Das Amtsgericht K. verurteilte den Beklagten am 26. Januar 2007 wegen Verletzung des Postgeheimnisses in Tateinheit mit Unterschlagung zu einer Geldstrafe von 65 Tagessätzen zu je 35,-- €. Das Gericht berücksichtigte in den Entscheidungsgründen die aus seinem strafbaren Verhalten auf ihn zukommenden beamtenrechtlichen Konsequenzen als Milderungsgrund.

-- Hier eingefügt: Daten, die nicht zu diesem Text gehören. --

//! Weapon mastery grants

use chrono::{DateTime, Utc};
use serde::{Deserialize, Serialize};

use crate::error::DomainError;
use crate::ids::{CharacterId, MasteryId};

/// How deeply a weapon family has been mastered.
///
/// Grand mastery consumes two mastery slots and a character may hold at most
/// one grand mastery.
#[derive(Debug, Clone, Copy, PartialEq, Eq, Serialize, Deserialize)]
#[serde(rename_all = "snake_case")]
pub enum MasteryLevel {
    Mastered,
    GrandMastery,
}

impl MasteryLevel {
    /// Mastery slots this grant consumes.
    pub fn slot_cost(&self) -> u8 {
        match self {
            Self::Mastered => 1,
            Self::GrandMastery => 2,
        }
    }
}

impl std::fmt::Display for MasteryLevel {
    fn fmt(&self, f: &mut std::fmt::Formatter<'_>) -> std::fmt::Result {
        match self {
            Self::Mastered => write!(f, "mastered"),
            Self::GrandMastery => write!(f, "grand_mastery"),
        }
    }
}

impl std::str::FromStr for MasteryLevel {
    type Err = DomainError;

    fn from_str(s: &str) -> Result<Self, Self::Err> {
        match s {
            "mastered" => Ok(Self::Mastered),
            "grand_mastery" => Ok(Self::GrandMastery),
            other => Err(DomainError::parse(format!(
                "unknown mastery level: {other}"
            ))),
        }
    }
}

/// One mastered weapon family. `weapon_base_name` is the canonical family
/// name with enchantment bonus and named suffix stripped, so "Longsword +2"
/// and "Longsword of Fire" both match a "Longsword" mastery.
#[derive(Debug, Clone, Serialize, Deserialize)]
pub struct WeaponMastery {
    pub id: MasteryId,
    pub character_id: CharacterId,
    pub weapon_base_name: String,
    pub level: MasteryLevel,
    pub created_at: DateTime<Utc>,
    pub updated_at: DateTime<Utc>,
}

impl WeaponMastery {
    pub fn new(
        character_id: CharacterId,
        weapon_base_name: impl Into<String>,
        level: MasteryLevel,
    ) -> Self {
        let now = Utc::now();
        Self {
            id: MasteryId::new(),
            character_id,
            weapon_base_name: weapon_base_name.into(),
            level,
            created_at: now,
            updated_at: now,
        }
    }
}
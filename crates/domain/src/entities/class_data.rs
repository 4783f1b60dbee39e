//! Class/level reference rows and spell-slot tables
//!
//! `ClassLevelData` is read-only reference data owned by the persistence
//! collaborator; the engine looks rows up by (class, level) and treats a
//! missing row for a supported class as an internal data error, never as a
//! default.

use serde::{Deserialize, Serialize};

/// Per-level spell slot counts. Levels run 1..=9; unused levels stay zero.
#[derive(Debug, Clone, Copy, Default, PartialEq, Eq, Serialize, Deserialize)]
pub struct SpellSlots {
    pub level1: u8,
    pub level2: u8,
    pub level3: u8,
    pub level4: u8,
    pub level5: u8,
    pub level6: u8,
    pub level7: u8,
    pub level8: u8,
    pub level9: u8,
}

impl SpellSlots {
    /// Slot count at `level` (1..=9); zero for anything outside that range.
    pub fn at_level(&self, level: u8) -> u8 {
        match level {
            1 => self.level1,
            2 => self.level2,
            3 => self.level3,
            4 => self.level4,
            5 => self.level5,
            6 => self.level6,
            7 => self.level7,
            8 => self.level8,
            9 => self.level9,
            _ => 0,
        }
    }

    /// Set the slot count at `level` (1..=9); no-op outside that range.
    pub fn set_at_level(&mut self, level: u8, count: u8) {
        match level {
            1 => self.level1 = count,
            2 => self.level2 = count,
            3 => self.level3 = count,
            4 => self.level4 = count,
            5 => self.level5 = count,
            6 => self.level6 = count,
            7 => self.level7 = count,
            8 => self.level8 = count,
            9 => self.level9 = count,
            _ => {}
        }
    }

    /// Merge a secondary slot table into this one. Levels the secondary
    /// table actually grants (non-zero) overwrite; everything else is kept.
    /// Hybrid casters (Ranger, Shaman, Bard) use this to fold their special
    /// table into the class row.
    pub fn merge_secondary(&mut self, secondary: &SpellSlots) {
        for level in 1..=9u8 {
            let count = secondary.at_level(level);
            if count > 0 {
                self.set_at_level(level, count);
            }
        }
    }

    /// Highest level with at least one slot; zero when the table is empty.
    pub fn highest_granted_level(&self) -> u8 {
        (1..=9u8)
            .rev()
            .find(|&level| self.at_level(level) > 0)
            .unwrap_or(0)
    }

    pub fn is_empty(&self) -> bool {
        self.highest_granted_level() == 0
    }
}

/// One (class, level) row of the class progression table.
#[derive(Debug, Clone, PartialEq, Eq, Serialize, Deserialize)]
pub struct ClassLevelData {
    pub class_name: String,
    pub level: u8,
    pub experience_points: i32,
    /// Accumulated hit dice, e.g. "1d10", "4d8+2"
    pub hit_dice: String,
    pub saving_throw: i32,
    pub fighting_ability: i32,
    pub casting_ability: Option<i32>,
    pub turning_ability: Option<i32>,
    pub spell_slots: Option<SpellSlots>,
}

/// A class capability unlocked at a minimum level.
#[derive(Debug, Clone, PartialEq, Eq, Serialize, Deserialize)]
pub struct ClassAbility {
    pub name: String,
    pub description: String,
    pub min_level: u8,
}

impl ClassAbility {
    pub fn new(name: &str, description: &str, min_level: u8) -> Self {
        Self {
            name: name.to_string(),
            description: description.to_string(),
            min_level,
        }
    }
}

Nach Rechtskraft dieses Urteils wurde das Disziplinarverfahren mit dem Ziel der Dienstentfernung weitergeführt. Der vor Erhebung der Disziplinarklage auf Antrag des Beklagten beteiligte Betriebsrat der Niederlassung K. nahm diese zur Kenntnis, schlug allerdings eine Zurückstufung als angemessene Disziplinarmaßnahme vor. Wegen des ihrer Auffassung nach endgültigen Vertrauensverlustes hat die Klägerin gleichwohl beantragt,

den Beklagten aus dem Beamtenverhältnis zu entfernen.

Der Beklagte hat beantragt,

eine mildere Disziplinarmaßnahme zu verhängen.

Seine gesamte Persönlichkeit sei zu berücksichtigen. Dies sowie der Umstand, dass er sich in den vergangenen mehr als 20 Dienstjahren nichts habe zu schulden kommen lassen und überdurchschnittlich beurteilt worden sei, führten dazu, ihm noch ein Rest an Vertrauen entgegenzubringen.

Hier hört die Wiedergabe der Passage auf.